Work through the material below line by line and say how many lines include the word "method". Only the number, please.
● ● ●
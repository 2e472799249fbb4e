use crate::convert;
use crate::error::{Error, Result};
use crate::ops::{Operator, Role};
use crate::token::smooth::SmoothToken;
use crate::token::{
    array, incomparable_message, matrix, not_supported_message, scalar, smooth, Token,
};
use crate::ty::{compare, Relation};

/// Resolve one binary operation. The receiver side consults the kind
/// ordering and either applies a hook directly, widens the lower operand,
/// or hands control to the higher operand's reverse dispatch. Every
/// public two-operand method lands here.
pub(crate) fn resolve(op: Operator, role: Role, receiver: &Token, other: &Token) -> Result<Token> {
    trace!(
        "dispatch {}: {} vs {}",
        op.name(role),
        receiver.token_type(),
        other.token_type()
    );
    match role {
        Role::Forward => resolve_forward(op, receiver, other),
        Role::Reverse => resolve_reverse(op, receiver, other),
    }
}

fn resolve_forward(op: Operator, receiver: &Token, other: &Token) -> Result<Token> {
    if receiver.is_nil() || other.is_nil() {
        return nil_result(op);
    }
    if op.is_arithmetic() {
        if let Some(result) = broadcast(op, Role::Forward, receiver, other) {
            return result;
        }
    }
    let receiver_tag = receiver.token_type();
    let other_tag = other.token_type();
    match compare(&receiver_tag, &other_tag) {
        Relation::Same => apply_same(op, receiver, other),
        Relation::Higher => {
            let converted = convert::convert(other, &receiver_tag)?;
            apply_same(op, receiver, &converted)
                .map_err(|_| rewrap(op, Role::Forward, receiver, other))
        }
        Relation::Lower => match op {
            // Symmetric predicates just swap.
            Operator::IsEqualTo | Operator::IsCloseTo { .. } => {
                resolve_forward(op, other, receiver)
            }
            // Ordering and bitwise widen the receiver and retry; there is
            // no reverse method for them.
            Operator::IsLessThan
            | Operator::BitwiseAnd
            | Operator::BitwiseOr
            | Operator::BitwiseXor => {
                let converted = convert::convert(receiver, &other_tag)?;
                apply_same(op, &converted, other)
            }
            _ => resolve_reverse(op, other, receiver),
        },
        Relation::Incomparable => Err(Error::IncomparableTypes(incomparable_message(
            op.name(Role::Forward),
            receiver,
            other,
        ))),
    }
}

/// Reverse dispatch: `receiver` is the right operand of the written
/// expression and sits higher than `other`, the original left operand.
fn resolve_reverse(op: Operator, receiver: &Token, other: &Token) -> Result<Token> {
    if receiver.is_nil() || other.is_nil() {
        return nil_result(op);
    }
    if op.is_arithmetic() {
        if let Some(result) = broadcast(op, Role::Reverse, receiver, other) {
            return result;
        }
    }
    let receiver_tag = receiver.token_type();
    match compare(&other.token_type(), &receiver_tag) {
        Relation::Lower => {
            let converted = convert::convert(other, &receiver_tag)?;
            apply_same(op, &converted, receiver)
                .map_err(|_| rewrap(op, Role::Reverse, receiver, other))
        }
        Relation::Same => apply_same(op, other, receiver),
        Relation::Higher => resolve_forward(op, other, receiver),
        Relation::Incomparable => Err(Error::IncomparableTypes(incomparable_message(
            op.name(Role::Reverse),
            receiver,
            other,
        ))),
    }
}

/// Arithmetic on a nil operand is absorbing, predicates answer `false`.
fn nil_result(op: Operator) -> Result<Token> {
    if op.is_predicate() {
        Ok(Token::boolean(false))
    } else {
        Ok(Token::Nil)
    }
}

fn rewrap(op: Operator, role: Role, first: &Token, second: &Token) -> Error {
    Error::UnsupportedOperation(not_supported_message(op.name(role), first, second))
}

/// Matrix receiver with a scalar at or below its element tag broadcasts
/// elementwise instead of widening the scalar to a matrix. Everything
/// else, matrices and arrays included, falls back to the ordering.
fn broadcast(
    op: Operator,
    role: Role,
    receiver: &Token,
    other: &Token,
) -> Option<Result<Token>> {
    let element = receiver.token_type().matrix_element()?;
    match compare(&element, &other.token_type()) {
        Relation::Same | Relation::Higher => {
            let outcome = convert::convert(other, &element).and_then(|converted| {
                matrix::element_scalar(op, role, receiver, &converted)
                    .map_err(|_| rewrap(op, role, receiver, other))
            });
            Some(outcome)
        }
        _ => None,
    }
}

/// Hook router for two operands of one kind tag. The double tag covers
/// plain and smooth payloads, and the receiver's payload picks the hook
/// set: a smooth receiver propagates derivatives, a plain one drops them.
fn apply_same(op: Operator, receiver: &Token, other: &Token) -> Result<Token> {
    match (receiver, other) {
        (Token::Boolean(x), Token::Boolean(y)) => scalar::apply_boolean(op, x, y),
        (Token::Byte(x), Token::Byte(y)) => scalar::apply_byte(op, x, y),
        (Token::Int(x), Token::Int(y)) => scalar::apply_int(op, x, y),
        (Token::Long(x), Token::Long(y)) => scalar::apply_long(op, x, y),
        (Token::Double(x), Token::Double(y)) => scalar::apply_double(op, x.value, y.value),
        (Token::Double(x), Token::Smooth(y)) => scalar::apply_double(op, x.value, y.value),
        (Token::Smooth(x), Token::Double(y)) => smooth::apply(op, x, &SmoothToken::plain(y.value)),
        (Token::Smooth(x), Token::Smooth(y)) => smooth::apply(op, x, y),
        (Token::Complex(x), Token::Complex(y)) => scalar::apply_complex(op, x, y),
        (Token::Fix(x), Token::Fix(y)) => scalar::apply_fix(op, x, y),
        (Token::String(x), Token::String(y)) => scalar::apply_string(op, x, y),
        (Token::Array(x), Token::Array(y)) => array::apply(op, x, y),
        (Token::IntMatrix(x), Token::IntMatrix(y)) => matrix::apply(op, &x.value, &y.value),
        (Token::LongMatrix(x), Token::LongMatrix(y)) => matrix::apply(op, &x.value, &y.value),
        (Token::DoubleMatrix(x), Token::DoubleMatrix(y)) => matrix::apply(op, &x.value, &y.value),
        (Token::ComplexMatrix(x), Token::ComplexMatrix(y)) => matrix::apply(op, &x.value, &y.value),
        (receiver, other) => bail!(
            "no common hook for {} '{receiver}' and {} '{other}'",
            receiver.token_type(),
            other.token_type()
        ),
    }
}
● ● ●
Answer for the task | 2